(Collected data entries)
********
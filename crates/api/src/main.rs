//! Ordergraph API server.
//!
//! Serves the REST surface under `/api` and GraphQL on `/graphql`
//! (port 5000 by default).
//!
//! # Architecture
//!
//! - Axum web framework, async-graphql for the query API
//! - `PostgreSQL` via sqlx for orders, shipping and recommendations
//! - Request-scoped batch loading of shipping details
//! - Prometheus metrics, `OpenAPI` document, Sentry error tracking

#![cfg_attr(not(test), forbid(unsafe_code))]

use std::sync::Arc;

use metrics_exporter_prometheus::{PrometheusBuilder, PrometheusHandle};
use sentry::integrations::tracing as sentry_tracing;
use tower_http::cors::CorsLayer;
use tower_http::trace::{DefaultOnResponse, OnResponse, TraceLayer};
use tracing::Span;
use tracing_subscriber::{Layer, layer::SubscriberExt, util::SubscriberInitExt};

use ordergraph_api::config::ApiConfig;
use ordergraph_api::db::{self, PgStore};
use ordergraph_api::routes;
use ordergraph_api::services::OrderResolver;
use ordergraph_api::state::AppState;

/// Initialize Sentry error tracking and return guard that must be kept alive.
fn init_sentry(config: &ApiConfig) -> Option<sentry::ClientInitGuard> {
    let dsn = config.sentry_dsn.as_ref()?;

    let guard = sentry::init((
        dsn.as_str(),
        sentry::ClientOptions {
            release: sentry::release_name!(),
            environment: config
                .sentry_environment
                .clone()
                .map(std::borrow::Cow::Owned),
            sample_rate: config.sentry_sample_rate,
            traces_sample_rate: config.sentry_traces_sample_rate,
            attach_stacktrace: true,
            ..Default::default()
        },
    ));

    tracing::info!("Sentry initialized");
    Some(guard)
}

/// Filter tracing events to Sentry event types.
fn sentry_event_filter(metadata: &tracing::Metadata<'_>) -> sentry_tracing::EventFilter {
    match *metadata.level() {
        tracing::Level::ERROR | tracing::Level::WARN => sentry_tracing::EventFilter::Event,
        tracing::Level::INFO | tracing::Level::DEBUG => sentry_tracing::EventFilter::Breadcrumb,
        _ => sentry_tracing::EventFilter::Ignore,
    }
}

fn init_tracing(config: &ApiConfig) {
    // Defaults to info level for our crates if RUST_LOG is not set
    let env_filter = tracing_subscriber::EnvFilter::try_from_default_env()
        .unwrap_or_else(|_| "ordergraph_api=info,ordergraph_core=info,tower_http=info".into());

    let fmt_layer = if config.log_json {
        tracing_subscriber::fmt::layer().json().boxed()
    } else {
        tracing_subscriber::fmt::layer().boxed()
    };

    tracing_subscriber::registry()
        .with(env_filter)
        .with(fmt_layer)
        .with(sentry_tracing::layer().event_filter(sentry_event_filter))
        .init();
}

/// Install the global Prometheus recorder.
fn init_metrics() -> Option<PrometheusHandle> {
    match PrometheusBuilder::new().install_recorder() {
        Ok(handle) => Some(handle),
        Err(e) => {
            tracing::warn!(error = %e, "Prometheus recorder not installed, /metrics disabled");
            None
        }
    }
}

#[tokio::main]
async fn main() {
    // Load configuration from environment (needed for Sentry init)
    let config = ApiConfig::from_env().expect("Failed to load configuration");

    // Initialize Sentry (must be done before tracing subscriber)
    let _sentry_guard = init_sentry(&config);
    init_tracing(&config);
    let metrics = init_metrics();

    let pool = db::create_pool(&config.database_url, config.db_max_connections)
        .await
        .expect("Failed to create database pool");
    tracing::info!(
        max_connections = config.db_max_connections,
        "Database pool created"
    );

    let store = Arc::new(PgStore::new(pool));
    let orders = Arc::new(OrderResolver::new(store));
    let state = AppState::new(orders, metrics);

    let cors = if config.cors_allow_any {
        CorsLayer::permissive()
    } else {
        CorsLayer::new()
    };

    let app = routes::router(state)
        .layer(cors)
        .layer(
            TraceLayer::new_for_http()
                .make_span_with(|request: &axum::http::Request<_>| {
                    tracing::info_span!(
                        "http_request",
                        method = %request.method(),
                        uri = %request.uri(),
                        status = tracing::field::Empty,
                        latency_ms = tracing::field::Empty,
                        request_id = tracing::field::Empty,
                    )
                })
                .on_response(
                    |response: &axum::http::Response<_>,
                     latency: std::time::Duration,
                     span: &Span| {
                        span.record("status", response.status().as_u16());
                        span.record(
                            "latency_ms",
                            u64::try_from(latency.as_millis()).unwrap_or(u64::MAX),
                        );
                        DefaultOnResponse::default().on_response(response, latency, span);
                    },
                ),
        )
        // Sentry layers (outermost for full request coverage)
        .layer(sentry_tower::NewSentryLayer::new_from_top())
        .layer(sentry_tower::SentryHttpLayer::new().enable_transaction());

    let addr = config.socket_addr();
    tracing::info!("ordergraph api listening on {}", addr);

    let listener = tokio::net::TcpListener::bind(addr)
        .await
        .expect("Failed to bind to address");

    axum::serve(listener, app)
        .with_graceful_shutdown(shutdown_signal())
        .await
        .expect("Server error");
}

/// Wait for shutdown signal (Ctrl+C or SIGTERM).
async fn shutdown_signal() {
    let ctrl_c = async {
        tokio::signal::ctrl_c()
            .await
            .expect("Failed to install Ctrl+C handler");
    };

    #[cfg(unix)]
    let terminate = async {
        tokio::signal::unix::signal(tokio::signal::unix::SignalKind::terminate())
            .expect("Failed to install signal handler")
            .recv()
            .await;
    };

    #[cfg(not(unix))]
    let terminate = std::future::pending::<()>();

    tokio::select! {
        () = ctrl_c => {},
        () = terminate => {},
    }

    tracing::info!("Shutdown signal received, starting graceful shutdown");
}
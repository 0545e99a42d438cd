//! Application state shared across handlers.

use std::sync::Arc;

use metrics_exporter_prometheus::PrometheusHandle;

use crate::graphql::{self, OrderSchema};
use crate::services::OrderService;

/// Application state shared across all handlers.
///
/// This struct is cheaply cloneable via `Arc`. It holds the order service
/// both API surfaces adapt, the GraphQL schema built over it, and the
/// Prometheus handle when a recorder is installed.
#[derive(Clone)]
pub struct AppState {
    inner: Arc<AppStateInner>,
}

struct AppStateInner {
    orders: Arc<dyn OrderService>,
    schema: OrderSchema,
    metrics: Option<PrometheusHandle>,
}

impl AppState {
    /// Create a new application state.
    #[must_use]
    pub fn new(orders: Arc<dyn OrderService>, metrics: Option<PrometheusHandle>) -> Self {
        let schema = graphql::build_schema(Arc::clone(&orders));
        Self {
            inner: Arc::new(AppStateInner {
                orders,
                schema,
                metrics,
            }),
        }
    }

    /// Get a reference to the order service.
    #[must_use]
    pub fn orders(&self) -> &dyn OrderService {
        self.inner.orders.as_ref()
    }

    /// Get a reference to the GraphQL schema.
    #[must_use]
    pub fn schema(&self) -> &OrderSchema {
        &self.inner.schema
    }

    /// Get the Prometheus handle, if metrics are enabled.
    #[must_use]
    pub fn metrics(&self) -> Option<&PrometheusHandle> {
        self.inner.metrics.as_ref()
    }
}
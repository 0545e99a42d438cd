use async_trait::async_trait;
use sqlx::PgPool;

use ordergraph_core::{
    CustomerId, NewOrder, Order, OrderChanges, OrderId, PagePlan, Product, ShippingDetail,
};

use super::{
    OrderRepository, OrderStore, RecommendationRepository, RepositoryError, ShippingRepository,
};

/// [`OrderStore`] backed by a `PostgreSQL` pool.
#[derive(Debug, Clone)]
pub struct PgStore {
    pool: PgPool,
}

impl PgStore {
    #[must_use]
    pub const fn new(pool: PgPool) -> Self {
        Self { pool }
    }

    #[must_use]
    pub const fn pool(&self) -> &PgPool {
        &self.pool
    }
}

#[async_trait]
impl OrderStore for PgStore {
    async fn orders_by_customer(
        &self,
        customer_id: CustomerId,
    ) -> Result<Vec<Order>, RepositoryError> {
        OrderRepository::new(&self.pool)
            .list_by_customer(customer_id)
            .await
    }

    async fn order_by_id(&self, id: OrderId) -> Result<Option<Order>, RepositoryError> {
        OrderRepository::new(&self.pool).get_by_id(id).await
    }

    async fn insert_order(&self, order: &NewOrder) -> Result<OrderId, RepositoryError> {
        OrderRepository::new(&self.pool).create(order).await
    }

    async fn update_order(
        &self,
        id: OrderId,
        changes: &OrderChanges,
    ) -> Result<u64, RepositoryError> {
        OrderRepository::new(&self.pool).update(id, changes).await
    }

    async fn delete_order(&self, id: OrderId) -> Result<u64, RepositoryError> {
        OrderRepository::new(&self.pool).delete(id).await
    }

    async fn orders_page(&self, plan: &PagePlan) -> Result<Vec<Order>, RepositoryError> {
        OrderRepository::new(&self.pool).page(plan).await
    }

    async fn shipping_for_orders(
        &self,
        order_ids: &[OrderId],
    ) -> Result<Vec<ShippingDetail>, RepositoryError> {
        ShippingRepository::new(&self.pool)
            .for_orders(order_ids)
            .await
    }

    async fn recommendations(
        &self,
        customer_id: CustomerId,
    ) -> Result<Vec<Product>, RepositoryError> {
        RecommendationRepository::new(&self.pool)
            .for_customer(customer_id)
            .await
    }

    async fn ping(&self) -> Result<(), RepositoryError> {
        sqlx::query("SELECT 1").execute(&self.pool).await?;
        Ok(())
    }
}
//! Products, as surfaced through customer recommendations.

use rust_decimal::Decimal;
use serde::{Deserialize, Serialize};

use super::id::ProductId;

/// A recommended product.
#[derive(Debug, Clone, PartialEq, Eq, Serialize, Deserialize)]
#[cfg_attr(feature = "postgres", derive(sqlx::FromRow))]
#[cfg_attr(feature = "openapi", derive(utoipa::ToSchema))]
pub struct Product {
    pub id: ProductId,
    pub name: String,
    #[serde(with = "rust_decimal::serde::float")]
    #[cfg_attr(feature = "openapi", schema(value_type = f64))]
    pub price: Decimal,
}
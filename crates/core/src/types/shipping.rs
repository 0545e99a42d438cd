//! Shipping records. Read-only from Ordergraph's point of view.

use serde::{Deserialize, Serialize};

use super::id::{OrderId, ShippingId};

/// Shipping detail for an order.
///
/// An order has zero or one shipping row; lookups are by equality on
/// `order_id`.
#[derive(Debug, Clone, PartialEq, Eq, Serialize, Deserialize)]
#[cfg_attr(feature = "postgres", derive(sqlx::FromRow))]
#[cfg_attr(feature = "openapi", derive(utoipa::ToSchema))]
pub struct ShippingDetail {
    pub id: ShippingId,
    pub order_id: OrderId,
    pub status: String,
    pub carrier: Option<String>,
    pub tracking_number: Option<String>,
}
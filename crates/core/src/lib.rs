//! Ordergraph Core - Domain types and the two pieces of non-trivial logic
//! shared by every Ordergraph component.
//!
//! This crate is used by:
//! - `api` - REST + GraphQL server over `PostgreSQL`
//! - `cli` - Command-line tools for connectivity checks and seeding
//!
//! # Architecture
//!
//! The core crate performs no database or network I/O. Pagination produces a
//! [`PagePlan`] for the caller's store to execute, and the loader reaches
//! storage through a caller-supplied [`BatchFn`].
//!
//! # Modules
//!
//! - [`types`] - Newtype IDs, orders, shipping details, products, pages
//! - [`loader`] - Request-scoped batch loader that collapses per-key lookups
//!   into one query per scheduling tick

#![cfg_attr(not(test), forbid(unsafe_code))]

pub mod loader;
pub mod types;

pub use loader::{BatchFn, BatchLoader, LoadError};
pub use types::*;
********
What you will do. Gather from the data above every line with the string "CorsLayer".

Output below.
use tower_http::cors::CorsLayer;
        CorsLayer::permissive()
        CorsLayer::new()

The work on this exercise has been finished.